GARCIA-NAVARRO: Erin, what's your view? What should be done, if anything?
RYAN: Well, there's been a lot of criticism about like collegiate safe-space culture and conservative speakers being protested or shouted down. And I think that speech should lead to more speech. I think hate speech is something that is designed to shut people up and prevent speech from occurring.
So I think that it's really important for college students and anybody, really, to force themselves to confront and interact with opposing views. I think that that makes you a more well-rounded person. And that makes the country stronger if people actually try to interact with each other honestly and from a place of, you know, attempted good faith. I think hate speech that incites violence should, probably, be something that is looked at a case - on a case-by-case basis.
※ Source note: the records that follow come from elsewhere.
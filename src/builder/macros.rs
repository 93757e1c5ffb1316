//! Macros for ergonomic state set declaration.

/// Declare a state enum and generate its `State` implementation.
///
/// Each variant carries the name it is reported under; exactly one variant
/// is named as the initial state.
///
/// # Example
///
/// ```
/// use chargestate::core::State;
/// use chargestate::state_enum;
///
/// state_enum! {
///     pub enum DoorStatus {
///         Unknown => "unknown",
///         Open => "open",
///         Closed => "closed",
///     }
///     initial: Unknown
/// }
///
/// assert_eq!(DoorStatus::Open.name(), "open");
/// assert_eq!(DoorStatus::initial(), DoorStatus::Unknown);
/// assert_eq!(DoorStatus::all().len(), 3);
/// assert_eq!(DoorStatus::Closed.to_string(), "closed");
/// ```
#[macro_export]
macro_rules! state_enum {
    (
        $(#[$meta:meta])*
        $vis:vis enum $name:ident {
            $(
                $(#[$variant_meta:meta])*
                $variant:ident => $label:literal
            ),* $(,)?
        }

        initial: $initial:ident
    ) => {
        $(#[$meta])*
        #[derive(Clone, Copy, PartialEq, Eq, Hash, Debug, serde::Serialize, serde::Deserialize)]
        $vis enum $name {
            $(
                $(#[$variant_meta])*
                #[serde(rename = $label)]
                $variant
            ),*
        }

        impl $crate::core::State for $name {
            fn name(&self) -> &'static str {
                match self {
                    $(Self::$variant => $label),*
                }
            }

            fn all() -> &'static [Self] {
                &[$(Self::$variant),*]
            }

            fn initial() -> Self {
                Self::$initial
            }
        }

        impl ::std::fmt::Display for $name {
            fn fmt(&self, f: &mut ::std::fmt::Formatter<'_>) -> ::std::fmt::Result {
                f.write_str($crate::core::State::name(self))
            }
        }
    };
}

#[cfg(test)]
mod tests {
    use crate::core::State;

    state_enum! {
        enum TestState {
            Idle => "idle",
            Busy => "busy",
            Down => "down",
        }
        initial: Idle
    }

    #[test]
    fn state_enum_macro_generates_trait() {
        assert_eq!(TestState::Idle.name(), "idle");
        assert_eq!(TestState::Busy.name(), "busy");
        assert_eq!(TestState::initial(), TestState::Idle);
        assert!(TestState::Idle.is_initial());
        assert!(!TestState::Down.is_initial());
    }

    #[test]
    fn state_enum_lists_variants_in_order() {
        assert_eq!(
            TestState::all(),
            &[TestState::Idle, TestState::Busy, TestState::Down]
        );
    }

    #[test]
    fn state_enum_serializes_by_label() {
        let json = serde_json::to_string(&TestState::Busy).unwrap();
        assert_eq!(json, "\"busy\"");
        assert_eq!(serde_json::from_str::<TestState>(&json).unwrap(), TestState::Busy);
    }

    #[test]
    fn state_enum_supports_visibility() {
        state_enum! {
            pub enum PublicState {
                A => "a",
                B => "b",
            }
            initial: B
        }

        assert_eq!(PublicState::initial().to_string(), "b");
    }
}
//! Guard predicates for controlling state transitions.
//!
//! Guards are pure boolean functions over a machine's own history and the
//! candidate target state. They decide whether a candidate transition
//! applies and never touch the history they read.

use super::history::MachineHistory;
use super::state::State;
use std::fmt;
use std::sync::Arc;

type Predicate<S, E> = dyn Fn(&MachineHistory<S, E>, &S) -> bool + Send + Sync;

/// Pure predicate that determines if a candidate transition applies.
///
/// # Example
///
/// ```rust
/// use chargestate::core::{Guard, MachineHistory, State};
/// use chargestate::domain::StationStatus;
///
/// // Only allow a transition into a state the machine has already visited.
/// let seen_before = Guard::new(|history: &MachineHistory<StationStatus, ()>, target| {
///     history.last_matching(|s| s == target).is_some()
/// });
///
/// let history = MachineHistory::new(StationStatus::initial());
/// assert!(seen_before.check(&history, &StationStatus::Unknown));
/// assert!(!seen_before.check(&history, &StationStatus::Faulted));
/// ```
pub struct Guard<S, E> {
    predicate: Arc<Predicate<S, E>>,
}

impl<S: State, E: Copy> Guard<S, E> {
    /// Create a guard from a pure predicate function.
    ///
    /// The predicate must be deterministic, must not panic and must be
    /// thread-safe so tables can be shared between chargers.
    pub fn new<F>(predicate: F) -> Self
    where
        F: Fn(&MachineHistory<S, E>, &S) -> bool + Send + Sync + 'static,
    {
        Guard {
            predicate: Arc::new(predicate),
        }
    }

    /// Evaluate the guard against a history and a candidate target.
    pub fn check(&self, history: &MachineHistory<S, E>, target: &S) -> bool {
        (self.predicate)(history, target)
    }
}

impl<S, E> Clone for Guard<S, E> {
    fn clone(&self) -> Self {
        Self {
            predicate: Arc::clone(&self.predicate),
        }
    }
}

impl<S, E> fmt::Debug for Guard<S, E> {
    fn fmt(&self, f: &mut fmt::Formatter<'_>) -> fmt::Result {
        f.write_str("Guard(..)")
    }
}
GARCIA-NAVARRO: How much influence do you think the president and his style of discourse has on the national discourse? Jay, your view?
COST: The strategies that he's pursuing now to get attention for himself are very similar to the strategies that he used to pursue that got him on the front page of the New York Post every week - every day of a week, I think, in the early '90s when he was divorcing his first wife. He's taken that media strategy to the Internet. It's gone nationwide now. And I think that it's had downstream effects on our culture and that I think are almost uniformly negative.
GARCIA-NAVARRO: Erin, the contention is that President Trump believes all publicity is good publicity. What do you think the effect of that is?
RYAN: Well, I think that it's sort of a chicken-and-egg question because did the current environment birth Donald Trump or Donald Trump birth the current environment? And I think it's become a positive feedback loop.
GARCIA-NAVARRO: Erin Gloria Ryan is a senior editor at The Daily Beast. Thank you so much.
RYAN: Thank you.
GARCIA-NAVARRO: And Jay Cost is a contributor to The Weekly Standard. Thank you so much.
COST: Thank you.
(SOUNDBITE OF SOPKO LASWELL PRIDGEN'S "DETROIT") [POST-BROADCAST CORRECTION: During this conversation, it's said that an armed man who entered a Washington, D.C., restaurant was "targeting liberals." In fact, he went there to "self-investigate" baseless Internet rumors.]
NPR transcripts are created on a rush deadline by an NPR contractor. This text may not be in its final form and may be updated or revised in the future. Accuracy and availability may vary. The authoritative record of NPR’s programming is the audio record.
Correction June 20, 2017
During this conversation, it's said that an armed man who entered a Washington, D.C., restaurant was "targeting liberals." In fact, he went there to "self-investigate" baseless Internet rumors.